Ciddi bir hazırlık içerisinde, seçim öncesi halka verdikleri sözleri yerine getirmeye çalıştıklarını anlatan Avcı, “Özellikle seçim sürecinde propaganda ettiğimiz bir durum vardı. Halkın değerlerine el uzatanlarla uğraşacağız diye söz vermiştik. Son üç ayda ciddi çalışmalar yaptık, ahlaki çöküntü yaşayan, kirliliğin içinde olan kişilikler hakkında hem görevden uzaklaştırma hem de haklarında belgeli, bilgili dosyalar hazırladık.
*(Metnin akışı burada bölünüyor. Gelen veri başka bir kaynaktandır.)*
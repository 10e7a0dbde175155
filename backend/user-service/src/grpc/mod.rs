use tonic::{Request, Response, Status};
use uuid::Uuid;

use crate::models::{self, ProfileChanges};
use crate::services::{ProfileService, SubscriptionService};

pub mod user {
    tonic::include_proto!("eventhub.user_service.v1");
}

use user::user_service_server::UserService as UserServiceRpc;
use user::*;

pub const DEFAULT_PAGE_SIZE: i64 = 20;
pub const MAX_PAGE_SIZE: i64 = 100;

pub struct UserServiceImpl {
    profiles: ProfileService,
    subscriptions: SubscriptionService,
}

impl UserServiceImpl {
    pub fn new(profiles: ProfileService, subscriptions: SubscriptionService) -> Self {
        Self {
            profiles,
            subscriptions,
        }
    }
}

fn parse_uuid(value: &str, field: &'static str) -> Result<Uuid, Status> {
    Uuid::parse_str(value).map_err(|_| Status::invalid_argument(format!("invalid {}", field)))
}

/// Clamp page size into 1..=100; zero or negative means the default
pub fn page(limit: i32, offset: i32) -> (i64, i64) {
    let limit = if limit <= 0 {
        DEFAULT_PAGE_SIZE
    } else {
        (limit as i64).min(MAX_PAGE_SIZE)
    };
    (limit, offset.max(0) as i64)
}

fn to_proto_profile(p: models::UserProfile) -> UserProfile {
    UserProfile {
        id: p.id.to_string(),
        username: p.username,
        email: p.email,
        avatar_url: p.avatar_url,
        about: p.about,
        subscribers_count: p.subscribers_count,
        subscriptions_count: p.subscriptions_count,
        created_at: p.created_at.timestamp(),
        updated_at: p.updated_at.timestamp(),
    }
}

fn to_proto_card(c: models::UserCard) -> UserCard {
    UserCard {
        id: c.id.to_string(),
        username: c.username,
        avatar_url: c.avatar_url,
    }
}

fn to_list_response((users, total): (Vec<models::UserCard>, i64)) -> ListUsersResponse {
    ListUsersResponse {
        users: users.into_iter().map(to_proto_card).collect(),
        total,
    }
}

#[tonic::async_trait]
impl UserServiceRpc for UserServiceImpl {
    async fn get_user_by_id(
        &self,
        request: Request<GetUserByIdRequest>,
    ) -> Result<Response<GetUserByIdResponse>, Status> {
        let req = request.into_inner();
        let user_id = parse_uuid(&req.user_id, "user_id")?;
        let profile = self.profiles.get_user(user_id).await?;
        Ok(Response::new(GetUserByIdResponse {
            user: Some(to_proto_profile(profile)),
        }))
    }

    async fn update_profile(
        &self,
        request: Request<UpdateProfileRequest>,
    ) -> Result<Response<UpdateProfileResponse>, Status> {
        let req = request.into_inner();
        let user_id = parse_uuid(&req.user_id, "user_id")?;
        let changes = ProfileChanges {
            username: req.username,
            email: req.email,
            avatar_url: req.avatar_url,
            about: req.about,
        };
        let profile = self.profiles.update_profile(user_id, changes).await?;
        Ok(Response::new(UpdateProfileResponse {
            user: Some(to_proto_profile(profile)),
        }))
    }

    async fn subscribe(
        &self,
        request: Request<SubscribeRequest>,
    ) -> Result<Response<SubscribeResponse>, Status> {
        let req = request.into_inner();
        let subscriber_id = parse_uuid(&req.subscriber_id, "subscriber_id")?;
        let followed_id = parse_uuid(&req.followed_id, "followed_id")?;
        self.subscriptions.subscribe(subscriber_id, followed_id).await?;
        Ok(Response::new(SubscribeResponse {}))
    }

    async fn unsubscribe(
        &self,
        request: Request<UnsubscribeRequest>,
    ) -> Result<Response<UnsubscribeResponse>, Status> {
        let req = request.into_inner();
        let subscriber_id = parse_uuid(&req.subscriber_id, "subscriber_id")?;
        let followed_id = parse_uuid(&req.followed_id, "followed_id")?;
        self.subscriptions
            .unsubscribe(subscriber_id, followed_id)
            .await?;
        Ok(Response::new(UnsubscribeResponse {}))
    }

    async fn is_subscribed(
        &self,
        request: Request<IsSubscribedRequest>,
    ) -> Result<Response<IsSubscribedResponse>, Status> {
        let req = request.into_inner();
        let subscriber_id = parse_uuid(&req.subscriber_id, "subscriber_id")?;
        let followed_id = parse_uuid(&req.followed_id, "followed_id")?;
        let subscribed = self
            .subscriptions
            .is_subscribed(subscriber_id, followed_id)
            .await?;
        Ok(Response::new(IsSubscribedResponse { subscribed }))
    }

    async fn get_subscribers(
        &self,
        request: Request<ListUsersRequest>,
    ) -> Result<Response<ListUsersResponse>, Status> {
        let req = request.into_inner();
        let user_id = parse_uuid(&req.user_id, "user_id")?;
        let (limit, offset) = page(req.limit, req.offset);
        let result = self.subscriptions.subscribers(user_id, limit, offset).await?;
        Ok(Response::new(to_list_response(result)))
    }

    async fn get_subscriptions(
        &self,
        request: Request<ListUsersRequest>,
    ) -> Result<Response<ListUsersResponse>, Status> {
        let req = request.into_inner();
        let user_id = parse_uuid(&req.user_id, "user_id")?;
        let (limit, offset) = page(req.limit, req.offset);
        let result = self
            .subscriptions
            .subscriptions(user_id, limit, offset)
            .await?;
        Ok(Response::new(to_list_response(result)))
    }
}

#[cfg(test)]
mod tests {
    use super::*;

    #[test]
    fn test_page_defaults_and_clamps() {
        assert_eq!(page(0, 0), (20, 0));
        assert_eq!(page(-5, -3), (20, 0));
        assert_eq!(page(7, 14), (7, 14));
        assert_eq!(page(1000, 0), (100, 0));
    }

    #[test]
    fn test_parse_uuid_names_field() {
        let status = parse_uuid("", "followed_id").unwrap_err();
        assert_eq!(status.code(), tonic::Code::InvalidArgument);
        assert_eq!(status.message(), "invalid followed_id");
    }

    #[test]
    fn test_list_response_keeps_total() {
        let card = models::UserCard {
            id: Uuid::new_v4(),
            username: "carol".to_string(),
            avatar_url: None,
        };
        let resp = to_list_response((vec![card], 42));
        assert_eq!(resp.users.len(), 1);
        assert_eq!(resp.users[0].username, "carol");
        assert_eq!(resp.total, 42);
    }
}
Bu dosyalar yargı yolundaydı, bir kısmı intikal etti, bir kısmı intikal edecekti. Hükümet bunların üstünü örtmek, aklamak için ciddi bir adım attı” ifadelerini kullandı.
‘Atak ayı olacaktı’
AKP için belediyelerin büyük rant kapısı olduğunun altını çizen Avcı, rant musluklarını bir bir kapattıklarını aktardı. Avcı, “Ciddi bir hizmet sürecine girmiştik, halkla, muhtarlarla, STK’lerle görüşmeler oldu, talepler alındı, bu ay içerisinde programa bağlanacaktı. Atak ayı olacaktı, yıllık programımızın deklare edileceği bir ay olacaktı o borç yüküne rağmen. Bir katrilyon 108 trilyon borç devredildi bize. Her atacağımız adım, kayyum politikasını da deşifre edecekti” diye ekledi.